Sunday, November 28, 2010

the castle

a Valentine behind the black lace trees
in the West bleeds down, and
a streetlight blazes forth, the Advent star;
the snow is blue.

when I was my son's age
feverish, as he is, gazing
at the Tree; I'd imagine a castle, a mountain
a Christmas Montmartre (if you will), resplendent
with fairy lights and caves and conflicts.

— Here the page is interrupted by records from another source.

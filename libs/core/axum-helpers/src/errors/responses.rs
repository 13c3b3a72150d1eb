//! Reusable OpenAPI response types for consistent API documentation.

use super::ErrorResponse;
#[allow(unused_imports)]
use serde_json::json;
use utoipa::ToResponse;

#[derive(ToResponse)]
#[response(
    description = "Internal Server Error",
    content_type = "application/json",
    example = json!({
        "code": 2001,
        "error": "DATABASE_ERROR",
        "message": "Database error occurred"
    })
)]
pub struct InternalServerErrorResponse(pub ErrorResponse);

#[derive(ToResponse)]
#[response(
    description = "Bad Request - Validation Error",
    content_type = "application/json",
    example = json!({
        "code": 1001,
        "error": "VALIDATION_ERROR",
        "message": "Request validation failed",
        "details": {
            "login": [{
                "code": "login",
                "message": null,
                "params": {"value": "bad login!"}
            }]
        }
    })
)]
pub struct BadRequestValidationResponse(pub ErrorResponse);

#[derive(ToResponse)]
#[response(
    description = "Bad Request - Invalid sort",
    content_type = "application/json",
    example = json!({
        "code": 1002,
        "error": "INVALID_SORT",
        "message": "Sort field 'email' is not allowed"
    })
)]
pub struct BadRequestSortResponse(pub ErrorResponse);

#[derive(ToResponse)]
#[response(
    description = "Resource not found",
    content_type = "application/json",
    example = json!({
        "code": 1004,
        "error": "NOT_FOUND",
        "message": "User alice not found"
    })
)]
pub struct NotFoundResponse(pub ErrorResponse);

#[derive(ToResponse)]
#[response(
    description = "Unauthorized - Authentication required",
    content_type = "application/json",
    example = json!({
        "code": 1006,
        "error": "UNAUTHORIZED",
        "message": "Authentication required"
    })
)]
pub struct UnauthorizedResponse(pub ErrorResponse);

#[derive(ToResponse)]
#[response(
    description = "Forbidden - Missing authority",
    content_type = "application/json",
    example = json!({
        "code": 1007,
        "error": "FORBIDDEN",
        "message": "Access forbidden"
    })
)]
pub struct ForbiddenResponse(pub ErrorResponse);

#[derive(ToResponse)]
#[response(
    description = "Conflict - Login or email already used",
    content_type = "application/json",
    example = json!({
        "code": 1101,
        "error": "LOGIN_ALREADY_USED",
        "message": "Login name already used"
    })
)]
pub struct ConflictResponse(pub ErrorResponse);

#[derive(ToResponse)]
#[response(
    description = "Service Unavailable",
    content_type = "application/json",
    example = json!({
        "code": 1011,
        "error": "SERVICE_UNAVAILABLE",
        "message": "Service is temporarily unavailable"
    })
)]
pub struct ServiceUnavailableResponse(pub ErrorResponse);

the red glow of the haunted house, the blue
of the Winter Warlock's wood, the green;
and the whirring, glittering planets my mother,
the Queen of the Universe, lovingly berthed
in their courses.

our castle gleams in the picture window
flickering, the steam-obscured pane its shroud
of mystery,
and I watch his temp slide up and down the meter;
his father, asleep in the next room,
worries by proxy, and I recall

those long evenings in front of the TV
eating ice cream, flushed; my mother alone
with three kids, Dad out of town;
she never betrayed her fear.

And maybe she had a second glass of wine,
as I do now, watching the sun slide down the
tearful pane, into the winter dark
And maybe she wondered, as I do,
where he could be.

Monday, November 8, 2010

November

here is the thing:
a scarf that flashes like the underside of an oak leaf
the color of sunsets, rust, the hardened peel of a clementine,
that matches the fur on an old cat, a Tiger tom,
will come and go.

against the cold,
worn carelessly, a needed warmth, with glory
in the details; a needed layer, worn soft and slightly threadbare.
bleeding tapestry into the chilling earth,
tis enough, t'will serve.

i wrap the thing,
the sprawled and stiffened shell of fur and bone,
beloved in beloved, these material reminders, these gifts
buried in the weeds, mourned in passing;
a cat, on the side of the road,
a cat no longer.

a scarf no more.

Monday, September 27, 2010

it's been a long time.

because, for just a moment
I thought I had it in my hands
and did not need
to speak of it.

it came and went.
we were saved, and like sinners
everywhere,
we did not wish to be.

with empty hands I pray:

lead us not into temptation,
please.
but deliver us from evil.
and forgive us... please.
For not wanting
to be healed. For hunger,
anger, sorrow.

For feeling cheated of my right
to be a fool.

Monday, August 2, 2010

the dewpoint

if I lean toward you a little
you should be able to feel the weight
of my shape in water
pressing against you; and the slow exchange
of breath for life could be counted
as a net of colored molecules between us -
a transfusion of the elements.
if only we had gills.

I only hate the air conditioning because
it separates us, inflates the gulf
of dry airspace between, the crisp
discretely outlined boundaries
of our present agreement;

let's take a walk outside. there,
in the thickened air,
at least we are connected by humidity
enveloped by the privacy
of transpiration.

Wednesday, July 28, 2010

untitled

lost in thought on the commode
Kahlua in your morning coffee
thinking about your inspirations

late for work

and feeling sorry for yourself.
folding paper, black and brown, and gray
shapes of shadows underneath the trees
origami stars come tumbling down like leaves
on a midnight walk,
a chance passed by,
the sound of something hoped for, underfoot.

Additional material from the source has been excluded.